Is Your Child Grinding Their Teeth?

You may have noticed your child grinding their teeth. This can happen at any time, but it is most
common at night. Your child may not even realize they are doing it. Some common signs that
your child is grinding is if they have tooth sensitivity, have pain when chewing, have pain in
their jaw, or if you hear them grinding when they are sleeping. It’s important to have your child’s dentist exam their teeth when you notice your child has clenching or grinding habits.

Why Do Children Grind Their Teeth?

There are many reasons why children may grind their teeth. Depending on the age of your child,
it could be due to:

  1. Pain Caused by Teething or Earache: As your baby’s teeth come in, they may experience some discomfort. This can lead to grinding as they try to soothe the pain. Teething can also cause earaches, which can further contribute to the problem.
  2. Misalignment of Teeth or jaw bones: If your child’s teeth are not properly aligned, they may grind them to try and correct the problem. This is especially common if their top and bottom teeth do not meet correctly.
  3. Dehydration: If your child does not drink enough water, they may be more likely to grind their teeth. This is because dehydration can cause the mouth to feel dry and irritated.
  4. Medical Conditions: Some medical conditions can lead to teeth grinding. For instance, cerebral palsy has been linked to teeth grinding. This is due to the involuntary muscle movements associated with the condition.

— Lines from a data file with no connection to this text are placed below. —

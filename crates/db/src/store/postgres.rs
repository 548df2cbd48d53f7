use async_trait::async_trait;
use tutorhub_core::rating::RatingSummary;
use tutorhub_core::session::{PaymentStatus, SessionStatus};
use tutorhub_core::types::DbId;

use super::{StoreError, StoreResult, TutoringStore};
use crate::models::review::{NewReview, Review, ReviewFilter, ReviewWithStudent};
use crate::models::session::{CreateSession, Session};
use crate::models::student::{CreateStudent, Student};
use crate::models::tutor::{CreateTutor, Tutor, UpdateTutor};
use crate::repositories::{ReviewRepo, SessionRepo, StudentRepo, TutorRepo};
use crate::DbPool;

/// [`TutoringStore`] backed by PostgreSQL through the repository layer.
#[derive(Clone)]
pub struct PgStore {
    pool: DbPool,
}

impl PgStore {
    pub fn new(pool: DbPool) -> Self {
        Self { pool }
    }
}

#[async_trait]
impl TutoringStore for PgStore {
    async fn health_check(&self) -> StoreResult<()> {
        crate::health_check(&self.pool).await?;
        Ok(())
    }

    async fn create_tutor(&self, input: &CreateTutor) -> StoreResult<Tutor> {
        Ok(TutorRepo::create(&self.pool, input).await?)
    }

    async fn find_tutor_by_id(&self, id: DbId) -> StoreResult<Option<Tutor>> {
        Ok(TutorRepo::find_by_id(&self.pool, id).await?)
    }

    async fn list_tutors(&self) -> StoreResult<Vec<Tutor>> {
        Ok(TutorRepo::list(&self.pool).await?)
    }

    async fn update_tutor(&self, id: DbId, input: &UpdateTutor) -> StoreResult<Option<Tutor>> {
        Ok(TutorRepo::update(&self.pool, id, input).await?)
    }

    async fn update_tutor_rating(&self, id: DbId, summary: RatingSummary) -> StoreResult<Tutor> {
        TutorRepo::update_rating(&self.pool, id, summary)
            .await?
            .ok_or(StoreError::NotFound { entity: "Tutor", id })
    }

    async fn create_student(&self, input: &CreateStudent) -> StoreResult<Student> {
        Ok(StudentRepo::create(&self.pool, input).await?)
    }

    async fn find_student_by_id(&self, id: DbId) -> StoreResult<Option<Student>> {
        Ok(StudentRepo::find_by_id(&self.pool, id).await?)
    }

    async fn create_session(&self, input: &CreateSession) -> StoreResult<Session> {
        Ok(SessionRepo::create(&self.pool, input).await?)
    }

    async fn find_session_by_id(&self, id: DbId) -> StoreResult<Option<Session>> {
        Ok(SessionRepo::find_by_id(&self.pool, id).await?)
    }

    async fn list_sessions_for_tutor(&self, tutor_id: DbId) -> StoreResult<Vec<Session>> {
        Ok(SessionRepo::list_for_tutor(&self.pool, tutor_id).await?)
    }

    async fn transition_session_status(
        &self,
        id: DbId,
        from: SessionStatus,
        to: SessionStatus,
        payment_status: Option<PaymentStatus>,
    ) -> StoreResult<Option<Session>> {
        Ok(SessionRepo::transition_status(&self.pool, id, from, to, payment_status).await?)
    }

    async fn find_reviews(&self, filter: &ReviewFilter) -> StoreResult<Vec<Review>> {
        Ok(ReviewRepo::find(&self.pool, filter).await?)
    }

    async fn insert_review(&self, input: &NewReview) -> StoreResult<Review> {
        Ok(ReviewRepo::create(&self.pool, input).await?)
    }

    async fn list_reviews_for_tutor(&self, tutor_id: DbId) -> StoreResult<Vec<ReviewWithStudent>> {
        Ok(ReviewRepo::list_for_tutor_with_student(&self.pool, tutor_id).await?)
    }
}
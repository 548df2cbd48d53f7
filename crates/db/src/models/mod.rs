//! Domain model structs and DTOs.
//!
//! Each submodule contains:
//! - A `FromRow` + `Serialize` entity struct matching the database row
//! - A `Deserialize` create DTO for inserts
//! - A `Deserialize` update DTO (all `Option` fields) for patches, where the
//!   entity is mutable through the API

pub mod review;
pub mod session;
pub mod student;
pub mod tutor;
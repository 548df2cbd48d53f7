#![allow(dead_code)]

use std::sync::Arc;

use axum::body::Body;
use axum::http::{Method, Request, Response};
use axum::Router;
use http_body_util::BodyExt;
use serde_json::{json, Value};
use tower::ServiceExt;

use tutorhub_api::config::{LogFormat, ServerConfig};
use tutorhub_api::router::build_app_router;
use tutorhub_api::state::AppState;
use tutorhub_db::store::{MemoryStore, TutoringStore};

/// Build a test `ServerConfig` with safe defaults.
pub fn test_config() -> ServerConfig {
    ServerConfig {
        host: "127.0.0.1".to_string(),
        port: 0,
        cors_origins: vec!["http://localhost:5173".to_string()],
        request_timeout_secs: 30,
        shutdown_timeout_secs: 30,
        database_max_connections: 1,
        log_format: LogFormat::Pretty,
    }
}

/// Build the full application router over a fresh in-memory store.
///
/// The router is cheap to clone; every clone shares the same store, so a
/// test can seed data with one request and observe it with the next.
pub fn build_test_app() -> Router {
    build_test_app_with(Arc::new(MemoryStore::new()))
}

pub fn build_test_app_with(store: Arc<dyn TutoringStore>) -> Router {
    build_app_router(AppState::new(store, test_config()))
}

async fn send(app: &Router, method: Method, uri: &str, body: Option<Value>) -> Response<Body> {
    let builder = Request::builder().method(method).uri(uri);
    let request = match body {
        Some(body) => builder
            .header("content-type", "application/json")
            .body(Body::from(body.to_string()))
            .unwrap(),
        None => builder.body(Body::empty()).unwrap(),
    };
    app.clone().oneshot(request).await.unwrap()
}

pub async fn get(app: &Router, uri: &str) -> Response<Body> {
    send(app, Method::GET, uri, None).await
}

pub async fn post_json(app: &Router, uri: &str, body: Value) -> Response<Body> {
    send(app, Method::POST, uri, Some(body)).await
}

pub async fn post_empty(app: &Router, uri: &str) -> Response<Body> {
    send(app, Method::POST, uri, None).await
}

/// POST a body verbatim with a JSON content type.
pub async fn post_raw(app: &Router, uri: &str, body: &'static str) -> Response<Body> {
    let request = Request::builder()
        .method(Method::POST)
        .uri(uri)
        .header("content-type", "application/json")
        .body(Body::from(body))
        .unwrap();
    app.clone().oneshot(request).await.unwrap()
}

pub async fn put_json(app: &Router, uri: &str, body: Value) -> Response<Body> {
    send(app, Method::PUT, uri, Some(body)).await
}

pub async fn put_empty(app: &Router, uri: &str) -> Response<Body> {
    send(app, Method::PUT, uri, None).await
}

pub async fn body_json(response: Response<Body>) -> Value {
    let bytes = response.into_body().collect().await.unwrap().to_bytes();
    serde_json::from_slice(&bytes).unwrap()
}

/// Unwrap the `data` envelope of a successful response.
pub async fn data(response: Response<Body>) -> Value {
    body_json(response).await["data"].clone()
}

// ---------------------------------------------------------------------------
// Seeding helpers
// ---------------------------------------------------------------------------

pub async fn create_tutor(app: &Router, name: &str, price: f64) -> i64 {
    let response = post_json(
        app,
        "/api/v1/tutors",
        json!({
            "name": name,
            "qualifications": "MSc Mathematics",
            "subjects": ["Algebra", "Calculus"],
            "price": price,
        }),
    )
    .await;
    data(response).await["id"].as_i64().unwrap()
}

pub async fn create_student(app: &Router, name: &str) -> i64 {
    let response = post_json(app, "/api/v1/students", json!({ "name": name })).await;
    data(response).await["id"].as_i64().unwrap()
}

pub async fn book_session(app: &Router, tutor_id: i64, student_id: i64) -> i64 {
    let response = post_json(
        app,
        "/api/v1/sessions",
        json!({
            "tutor_id": tutor_id,
            "student_id": student_id,
            "session_date": "2026-03-02",
            "start_time": "15:30",
            "duration_hours": 1.5,
        }),
    )
    .await;
    data(response).await["id"].as_i64().unwrap()
}

/// Book a session and walk it through Accepted to Completed.
pub async fn completed_session(app: &Router, tutor_id: i64, student_id: i64) -> i64 {
    let id = book_session(app, tutor_id, student_id).await;
    put_json(
        app,
        &format!("/api/v1/sessions/{id}/status"),
        json!({ "status": "Accepted" }),
    )
    .await;
    put_empty(app, &format!("/api/v1/sessions/{id}/complete")).await;
    id
}
//! Search command

use std::path::Path;

use anyhow::Result;
use crossterm::style::Stylize;
use obscura_schema::version::ANY_OS_VERSION;

use crate::ui::Theme;

/// Search packages by name, shortest names first
pub fn search(snapshot: Option<&Path>, query: &str, os: Option<&str>) -> Result<()> {
    let start = std::time::Instant::now();
    let session = super::open(snapshot)?;
    let results = session.catalog.search(query, os);
    let theme = Theme::default();

    if results.is_empty() {
        println!();
        println!(
            "  {} No packages found matching '{}'",
            theme.icons.info.blue(),
            query.white()
        );
        println!();
        return Ok(());
    }

    super::list::print_packages(&results, os.unwrap_or(ANY_OS_VERSION));

    let elapsed = start.elapsed();
    println!(
        "SEARCH COMPLETE {}, elapsed {:.2}s",
        results.len(),
        elapsed.as_secs_f64()
    );
    Ok(())
}
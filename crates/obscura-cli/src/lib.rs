//! obscura - application version catalog tool
#![allow(missing_docs)]
#![allow(clippy::missing_errors_doc)]
#![allow(clippy::doc_markdown)]
//!
//! Loads a catalog snapshot and answers the same questions a storefront
//! would: which packages and versions run on a given OS, which links a
//! version offers, and whether a URL is already known. Also ingests new
//! links and rewrites snapshots.

pub mod cmd;
pub mod policy;
pub mod ui;

use clap::{Parser, Subcommand};
use std::path::PathBuf;

#[derive(Debug, Parser)]
#[command(name = "obscura")]
#[command(author, version, about = "obscura - application version catalog")]
pub struct Cli {
    /// Snapshot file (defaults to config, then ~/.obscura/apps.json)
    #[arg(long, global = true, env = "OBSCURA_SNAPSHOT")]
    pub snapshot: Option<PathBuf>,

    /// Show debug logging
    #[arg(short, long, global = true)]
    pub verbose: bool,

    #[command(subcommand)]
    pub command: Commands,
}

#[derive(Debug, Subcommand)]
pub enum Commands {
    /// List packages offered for an OS version
    List {
        /// Client OS version (all packages when omitted)
        #[arg(long)]
        os: Option<String>,
    },
    /// Search packages by name
    Search {
        /// Case-insensitive substring of the name
        query: String,
        /// Only packages offered for this OS version
        #[arg(long)]
        os: Option<String>,
    },
    /// Show a package and its versions
    Info {
        /// Bundle identifier
        bundle: String,
        /// Only versions that run on this OS version
        #[arg(long)]
        os: Option<String>,
    },
    /// Show the download links of one version
    Links {
        /// Bundle identifier
        bundle: String,
        /// Exact version string
        version: String,
        /// Client OS version, used to pick install methods
        #[arg(long)]
        os: Option<String>,
    },
    /// Show catalog statistics
    Stats {
        /// Also count what is usable on this OS version
        #[arg(long)]
        os: Option<String>,
    },
    /// Check whether a URL is already in the catalog
    CheckUrl {
        /// Download URL
        url: String,
    },
    /// Add a download link, creating the package or version as needed
    Add {
        /// Bundle identifier
        #[arg(long)]
        bundle: String,
        /// Display name (used when the package is new)
        #[arg(long)]
        name: Option<String>,
        /// Developer name (used when the package is new)
        #[arg(long)]
        developer: Option<String>,
        /// Version string
        #[arg(long)]
        version: String,
        /// Minimum OS version
        #[arg(long)]
        min_os: String,
        /// Download URL
        #[arg(long)]
        url: String,
        /// Build identifier
        #[arg(long, default_value = "")]
        build: String,
        /// Size in bytes
        #[arg(long, default_value_t = 0)]
        size: u64,
        /// Save even if malformed records in the snapshot would be dropped
        #[arg(long)]
        force: bool,
    },
    /// Rewrite the snapshot, dropping records that fail to load
    Compact {
        /// Write zstd-compressed output
        #[arg(long)]
        compress: bool,
        /// Output file (defaults to overwriting the snapshot)
        #[arg(long)]
        output: Option<PathBuf>,
    },
    /// Generate shell completions
    Completions {
        /// Shell to generate completions for
        shell: clap_complete::Shell,
    },
}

What You Can Do When Your Child Grinds Their Teeth

There are many things you can do to help your child when they grind their teeth. These include:

  1. Give your Child a Teething Toy: If biting down on something hard helps to relieve the pain of teething, a teething toy for very young children can do wonders. The pressure on the gums can help to reduce the urge to grind. For instance, a frozen wet washcloth can be soothing. Make sure the toy is big enough so your child won’t choke on it.
  2. Encourage your Child to Drink More Water: Make sure your child is getting enough water throughout the day. This will help keep their mouth hydrated and reduce the urge to grind. This is also a great way to keep your child healthy overall.
  3. Encourage Your Child to Relax Before Bedtime: A warm bath or a bedtime story can help your child to relax before sleep. This may reduce the amount of grinding that occurs during the night. A calming nighttime routine can also help your child to get a good night’s sleep overall.
  4. Most Importantly, Take Your Child to the Dentist: If you are concerned about your child’s teeth grinding, arrange a visit with the dentist. They can properly assess the situation. This is especially important if the grinding is causing damage to the teeth.

Teeth grinding is a common problem in children. There are many things you can do to help your child when they grind their teeth. Taking the necessary steps to protect your child’s teeth from further damage is essential.

Contact Us Today

If your child is experiencing teeth grinding or clenching, contact Sprout Kids Dentistry today for treatment. Dr. Anderson will be happy to inspect your child’s mouth an jaw and create a personalized treatment plan to help ease teeth grinding.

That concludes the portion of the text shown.